First it was discount airfare and groceries. Now it's luxury handbags.

The Federal Trade Commission's mandate is to protect consumers and competition, leading the government agency to prevent several high-profile mergers this year. In January it blocked the proposed JetBlue Airways- Spirit Airlines combination, in February it attempted to do the same for supermarkets Albertsons and Kroger, and on Monday it sued to halt Tapestry from buying Capri Holdings.

The rationale was the same in each case, with the FTC saying the mergers would reduce options for consumers and potentially lead to higher prices.

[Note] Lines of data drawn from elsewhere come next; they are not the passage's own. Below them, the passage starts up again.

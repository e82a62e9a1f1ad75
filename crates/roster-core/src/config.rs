//! Service configuration.
//!
//! Settings are parsed from an in-memory TOML snippet; nothing is read from disk.

use crate::error::{Result, RosterError};
use crate::id::IdStrategy;
use serde::{Deserialize, Serialize};

/// Legal age required to register a user.
pub const DEFAULT_MIN_AGE: u32 = 18;

#[derive(Deserialize, Serialize, Debug, Clone, PartialEq, Eq)]
pub struct RosterConfig {
    #[serde(default = "default_min_age")]
    pub min_age: u32,
    #[serde(default)]
    pub id_strategy: IdStrategy,
}

fn default_min_age() -> u32 {
    DEFAULT_MIN_AGE
}

impl Default for RosterConfig {
    fn default() -> Self {
        Self {
            min_age: DEFAULT_MIN_AGE,
            id_strategy: IdStrategy::default(),
        }
    }
}

impl RosterConfig {
    /// Parses a config from a TOML snippet. Missing keys take their defaults.
    pub fn from_toml_str(content: &str) -> Result<Self> {
        let config: Self = toml::from_str(content)?;
        config.validate()?;
        Ok(config)
    }

    pub fn to_toml_string(&self) -> Result<String> {
        Ok(toml::to_string(self)?)
    }

    /// The minimum age may be raised above the legal age, never lowered.
    pub fn validate(&self) -> Result<()> {
        if self.min_age < DEFAULT_MIN_AGE {
            return Err(RosterError::config(format!(
                "min_age must be at least {DEFAULT_MIN_AGE}, got {}",
                self.min_age
            )));
        }
        Ok(())
    }
}

#[cfg(test)]
mod tests {
    use super::*;

    #[test]
    fn test_defaults() {
        let config = RosterConfig::default();
        assert_eq!(config.min_age, 18);
        assert_eq!(config.id_strategy, IdStrategy::Uuid);
    }

    #[test]
    fn test_from_toml_str() {
        let config = RosterConfig::from_toml_str("id_strategy = \"sequential\"").unwrap();
        assert_eq!(config.min_age, 18);
        assert_eq!(config.id_strategy, IdStrategy::Sequential);

        let config = RosterConfig::from_toml_str("min_age = 21").unwrap();
        assert_eq!(config.min_age, 21);
    }

    #[test]
    fn test_rejects_min_age_below_legal_age() {
        for content in ["min_age = 0", "min_age = 1", "min_age = 17"] {
            let err = RosterConfig::from_toml_str(content).unwrap_err();
            assert!(err.is_config(), "{content} should be rejected");
        }
        assert!(RosterConfig::from_toml_str("min_age = 18").is_ok());
    }

    #[test]
    fn test_toml_round_trip() {
        let config = RosterConfig {
            min_age: 21,
            id_strategy: IdStrategy::Sequential,
        };
        let text = config.to_toml_string().unwrap();
        assert_eq!(RosterConfig::from_toml_str(&text).unwrap(), config);
    }
}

Tapestry owns so-called affordable-luxury brands like Coach, Kate Spade, and Stewart Weitzman, which compete in the same space as Capri's Michael Kors and Jimmy Choo labels.

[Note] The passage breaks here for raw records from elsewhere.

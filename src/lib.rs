//! Leptos client-side app wiring and routes.

use leptos::prelude::*;
use leptos_meta::*;
use leptos_router::components::*;
use leptos_router::path;
use log::{Level, info};

// Modules
mod components;
mod pages;

pub use components::network_graph;

// Top-Level pages
use crate::pages::home::Home;
use crate::pages::not_found::NotFound;

/// Initialize logging and panic hooks for the WASM target.
pub fn init_logging() {
	let _ = console_log::init_with_level(Level::Debug);
	console_error_panic_hook::set_once();
	info!("Logging initialized");
}

/// An app router which renders the network view and handles 404's
#[component]
pub fn App() -> impl IntoView {
	// Provides context that manages stylesheets, titles, meta tags, etc.
	provide_meta_context();

	view! {
		<Html attr:lang="en" attr:dir="ltr" attr:data-theme="dark" />

		// sets the document title
		<Title text="Neuroscope" />

		// injects metadata in the <head> of the page
		<Meta charset="UTF-8" />
		<Meta name="viewport" content="width=device-width, initial-scale=1.0" />

		<Router>
			<Routes fallback=|| view! { <NotFound /> }>
				<Route path=path!("/") view=Home />
			</Routes>
		</Router>
	}
}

Tapestry and Capri pushed back, noting that there are other competitors in the space and the $8.5 billion deal would allow it greater ability to compete against luxury powerhouses like LVMH Moët Hennessy Louis Vuitton. Regulators in the European Union and Japan had already signed off on the merger.

However, while analysts covering JetBlue cheered the demise of the airline merger, both Tapestry and Capri shares ended the day lower after news broke of the FTC move against the widely anticipated deal.

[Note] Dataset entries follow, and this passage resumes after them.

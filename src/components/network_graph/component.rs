use std::cell::RefCell;
use std::rc::Rc;

use leptos::prelude::*;
use log::warn;
use wasm_bindgen::prelude::*;
use web_sys::{CanvasRenderingContext2d, HtmlCanvasElement, MouseEvent, WheelEvent, Window};

use super::config::{ConfigUpdate, GraphConfig};
use super::engine::{EngineEvent, FrameScheduler, GraphEngine};
use super::layout::LayoutKind;
use super::render::CanvasSurface;
use super::types::{NetworkDescription, TrainingMetrics};

type SharedClosure = Rc<RefCell<Option<Closure<dyn FnMut()>>>>;
type Engine = GraphEngine<CanvasSurface, RafScheduler>;
type SharedEngine = Rc<RefCell<Option<Engine>>>;

fn now() -> f64 {
	web_sys::window()
		.and_then(|w| w.performance())
		.map_or(0.0, |p| p.now())
}

/// Frame scheduler backed by `requestAnimationFrame`.
pub struct RafScheduler {
	callback: SharedClosure,
	handle: Option<i32>,
}

impl FrameScheduler for RafScheduler {
	fn request_tick(&mut self) {
		let Some(window) = web_sys::window() else {
			return;
		};
		if let Some(ref cb) = *self.callback.borrow() {
			self.handle = window
				.request_animation_frame(cb.as_ref().unchecked_ref())
				.ok();
		}
	}

	fn cancel(&mut self) {
		if let (Some(window), Some(handle)) = (web_sys::window(), self.handle.take()) {
			let _ = window.cancel_animation_frame(handle);
		}
	}
}

#[derive(Clone, Copy, Default)]
struct Pointer {
	down: bool,
	dragging: Option<usize>,
	start_x: f64,
	start_y: f64,
	transform_start_x: f64,
	transform_start_y: f64,
}

/// Canvas view of a neural network, driven by a [`GraphEngine`].
///
/// Pointer input maps onto the engine: hover lights neighbours, dragging a
/// node moves it, dragging the background pans, the wheel zooms.
#[component]
pub fn NetworkGraphCanvas(
	/// Network to show; replacing it resets highlights and overlays.
	#[prop(into)]
	network: Signal<NetworkDescription>,
	/// Active layout strategy.
	#[prop(into)]
	layout: Signal<LayoutKind>,
	/// Latest training event, if a feed is attached.
	#[prop(into, optional)]
	metrics: Option<Signal<Option<TrainingMetrics>>>,
	/// Option changes, applied in order whenever the signal changes.
	#[prop(into, optional)]
	config: Option<Signal<Vec<ConfigUpdate>>>,
	/// Receives every engine event.
	#[prop(into, optional)]
	on_event: Option<Callback<EngineEvent>>,
	/// Fill the window and follow its size.
	#[prop(default = false)]
	fullscreen: bool,
	/// Fixed width; defaults to the parent's.
	#[prop(default = None)]
	width: Option<f64>,
	/// Fixed height; defaults to the parent's.
	#[prop(default = None)]
	height: Option<f64>,
) -> impl IntoView {
	let canvas_ref = NodeRef::<leptos::html::Canvas>::new();
	let engine: SharedEngine = Rc::new(RefCell::new(None));
	let animate: SharedClosure = Rc::new(RefCell::new(None));
	let resize: SharedClosure = Rc::new(RefCell::new(None));
	let pointer = Rc::new(RefCell::new(Pointer::default()));
	let dragged: Rc<RefCell<Option<String>>> = Rc::new(RefCell::new(None));

	let (engine_init, animate_init, resize_init) = (engine.clone(), animate.clone(), resize.clone());
	Effect::new(move |_| {
		let Some(canvas) = canvas_ref.get() else {
			return;
		};
		if engine_init.borrow().is_some() {
			return;
		}
		let canvas: HtmlCanvasElement = canvas.into();
		let Some(window): Option<Window> = web_sys::window() else {
			return;
		};

		let (w, h) = if fullscreen {
			(
				window.inner_width().ok().and_then(|v| v.as_f64()).unwrap_or(800.0),
				window.inner_height().ok().and_then(|v| v.as_f64()).unwrap_or(600.0),
			)
		} else {
			(
				width.unwrap_or_else(|| {
					canvas
						.parent_element()
						.map(|p| p.client_width() as f64)
						.unwrap_or(800.0)
				}),
				height.unwrap_or_else(|| {
					canvas
						.parent_element()
						.map(|p| p.client_height() as f64)
						.unwrap_or(600.0)
				}),
			)
		};
		canvas.set_width(w as u32);
		canvas.set_height(h as u32);

		let ctx: CanvasRenderingContext2d = match canvas
			.get_context("2d")
			.ok()
			.flatten()
			.and_then(|c| c.dyn_into::<CanvasRenderingContext2d>().ok())
		{
			Some(ctx) => ctx,
			None => {
				warn!("canvas has no 2d context");
				return;
			}
		};

		let config = GraphConfig {
			width: w,
			height: h,
			..GraphConfig::default()
		};
		let scheduler = RafScheduler {
			callback: animate_init.clone(),
			handle: None,
		};
		let engine_anim = engine_init.clone();
		*animate_init.borrow_mut() = Some(Closure::new(move || {
			if let Some(ref mut e) = *engine_anim.borrow_mut() {
				e.on_frame(now());
			}
		}));

		let mut new_engine = GraphEngine::new(config, CanvasSurface::new(ctx), scheduler);
		if let Some(on_event) = on_event {
			new_engine.subscribe(move |event| on_event.run(event.clone()));
		}
		let t = now();
		new_engine.set_layout_kind(layout.get_untracked(), t);
		new_engine.set_network(&network.get_untracked(), t);
		*engine_init.borrow_mut() = Some(new_engine);

		if fullscreen {
			let (engine_resize, canvas_resize) = (engine_init.clone(), canvas.clone());
			*resize_init.borrow_mut() = Some(Closure::new(move || {
				let Some(win) = web_sys::window() else {
					return;
				};
				let (Some(nw), Some(nh)) = (
					win.inner_width().ok().and_then(|v| v.as_f64()),
					win.inner_height().ok().and_then(|v| v.as_f64()),
				) else {
					return;
				};
				canvas_resize.set_width(nw as u32);
				canvas_resize.set_height(nh as u32);
				if let Some(e) = engine_resize.borrow_mut().as_mut() {
					e.update_config(ConfigUpdate::Size { width: nw, height: nh }, now());
				}
			}));
			if let Some(cb) = resize_init.borrow().as_ref() {
				let _ =
					window.add_event_listener_with_callback("resize", cb.as_ref().unchecked_ref());
			}
		}
	});

	let engine_net = engine.clone();
	Effect::new(move |prev: Option<()>| {
		let description = network.get();
		if prev.is_none() {
			return;
		}
		if let Some(ref mut e) = *engine_net.borrow_mut() {
			e.set_network(&description, now());
		}
	});

	let engine_layout = engine.clone();
	Effect::new(move |prev: Option<()>| {
		let kind = layout.get();
		if prev.is_none() {
			return;
		}
		if let Some(ref mut e) = *engine_layout.borrow_mut() {
			e.set_layout_kind(kind, now());
		}
	});

	let engine_metrics = engine.clone();
	Effect::new(move |_| {
		let Some(update) = metrics.and_then(|m| m.get()) else {
			return;
		};
		if let Some(ref mut e) = *engine_metrics.borrow_mut() {
			e.apply_metrics(&update, now());
		}
	});

	let engine_config = engine.clone();
	Effect::new(move |_| {
		let Some(updates) = config.map(|c| c.get()) else {
			return;
		};
		if let Some(ref mut e) = *engine_config.borrow_mut() {
			for update in updates {
				e.update_config(update, now());
			}
		}
	});

	let cleanup = StoredValue::new_local((engine.clone(), resize));
	on_cleanup(move || {
		cleanup.try_with_value(|(shared, resize)| {
			if let Some(e) = shared.borrow_mut().as_mut() {
				e.destroy();
			}
			if let (Some(window), Some(cb)) = (web_sys::window(), resize.borrow_mut().take()) {
				let _ = window
					.remove_event_listener_with_callback("resize", cb.as_ref().unchecked_ref());
			}
		});
	});

	let local_position = move |ev: &MouseEvent| -> Option<(f64, f64)> {
		let canvas: HtmlCanvasElement = canvas_ref.get()?.into();
		let rect = canvas.get_bounding_client_rect();
		Some((
			ev.client_x() as f64 - rect.left(),
			ev.client_y() as f64 - rect.top(),
		))
	};

	let (engine_md, pointer_md, dragged_md) = (engine.clone(), pointer.clone(), dragged.clone());
	let on_mousedown = move |ev: MouseEvent| {
		let Some((x, y)) = local_position(&ev) else {
			return;
		};
		if let Some(ref mut e) = *engine_md.borrow_mut() {
			let mut p = pointer_md.borrow_mut();
			let at = e.surface().transform.screen_to_graph(x, y);
			let radius = e.config().node_radius * 1.5;
			let hit = e.graph().node_at(at.x, at.y, radius).map(|n| n.id.clone());
			p.down = true;
			p.start_x = x;
			p.start_y = y;
			p.transform_start_x = e.surface().transform.x;
			p.transform_start_y = e.surface().transform.y;
			p.dragging = hit.as_ref().map(|_| 0);
			*dragged_md.borrow_mut() = hit;
		}
	};

	let (engine_mm, pointer_mm, dragged_mm) = (engine.clone(), pointer.clone(), dragged.clone());
	let on_mousemove = move |ev: MouseEvent| {
		let Some((x, y)) = local_position(&ev) else {
			return;
		};
		if let Some(ref mut e) = *engine_mm.borrow_mut() {
			let mut p = pointer_mm.borrow_mut();
			let at = e.surface().transform.screen_to_graph(x, y);
			let t = now();
			if !p.down {
				let radius = e.config().node_radius * 1.5;
				let hovered = e.graph().node_at(at.x, at.y, radius).map(|n| n.id.clone());
				e.hover(hovered.as_deref(), t);
			} else if let Some(id) = dragged_mm.borrow().as_deref() {
				p.dragging = p.dragging.map(|moves| moves + 1);
				e.drag_node(id, at, t);
			} else {
				let transform = &mut e.surface_mut().transform;
				transform.x = p.transform_start_x + (x - p.start_x);
				transform.y = p.transform_start_y + (y - p.start_y);
				e.surface().repaint();
			}
		}
	};

	let (engine_mu, pointer_mu, dragged_mu) = (engine.clone(), pointer.clone(), dragged.clone());
	let on_mouseup = move |_: MouseEvent| {
		let mut p = pointer_mu.borrow_mut();
		let id = dragged_mu.take();
		if let (Some(e), Some(id)) = (engine_mu.borrow_mut().as_mut(), id) {
			e.release_node(&id);
			// a press without movement is a click
			if p.dragging == Some(0) {
				e.click(&id);
			}
		}
		*p = Pointer::default();
	};

	let (engine_ml, pointer_ml, dragged_ml) = (engine.clone(), pointer.clone(), dragged.clone());
	let on_mouseleave = move |_: MouseEvent| {
		if let Some(ref mut e) = *engine_ml.borrow_mut() {
			if let Some(id) = dragged_ml.take() {
				e.release_node(&id);
			}
			e.hover(None, now());
		}
		*pointer_ml.borrow_mut() = Pointer::default();
	};

	let engine_cm = engine.clone();
	let on_contextmenu = move |ev: MouseEvent| {
		let Some((x, y)) = local_position(&ev) else {
			return;
		};
		if let Some(ref mut e) = *engine_cm.borrow_mut() {
			let at = e.surface().transform.screen_to_graph(x, y);
			let radius = e.config().node_radius * 1.5;
			if let Some(id) = e.graph().node_at(at.x, at.y, radius).map(|n| n.id.clone()) {
				ev.prevent_default();
				e.context_menu(&id);
			}
		}
	};

	let engine_wh = engine.clone();
	let on_wheel = move |ev: WheelEvent| {
		ev.prevent_default();
		let mouse: &MouseEvent = &ev;
		let Some((x, y)) = local_position(mouse) else {
			return;
		};
		if let Some(ref mut e) = *engine_wh.borrow_mut() {
			let factor = if ev.delta_y() > 0.0 { 0.9 } else { 1.1 };
			e.surface_mut().transform.zoom_at(x, y, factor);
			e.surface().repaint();
		}
	};

	view! {
		<canvas
			node_ref=canvas_ref
			class="network-graph-canvas"
			on:mousedown=on_mousedown
			on:mousemove=on_mousemove
			on:mouseup=on_mouseup
			on:mouseleave=on_mouseleave
			on:contextmenu=on_contextmenu
			on:wheel=on_wheel
			style="display: block; cursor: grab;"
		/>
	}
}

For bargain hunters, Tapestry looks like the stock to scoop up.

At this point the market isn't optimistic the deal will happen, with Capri trading around $35, meaningfully below the $57 per-share acquisition price. If either company terminates the deal due to lack of regulatory approval, Tapestry will be on the hook for Capri's expenses, which could be as high as $50 million.

Bernstein analyst Aneesha Sherman pegs the deal's chances around 50% but raised her Tapestry price target by $2, to $48. That's because either way, there's "asymmetrical upside" for the stock, "with very limited impact if the deal closes, and around 40% upside if it breaks, with good fundamental long-term upside either way."

The average analyst price target is $50, implying a 25% upside from Tapestry's current $40.

Tapestry trades at just 8.8 times forward earnings, below its five-year average of 10 times. Sherman argues that if the deal goes belly-up, it could quickly return to that historical multiple, given that "Coach has proven itself to be resilient" in a tough environment.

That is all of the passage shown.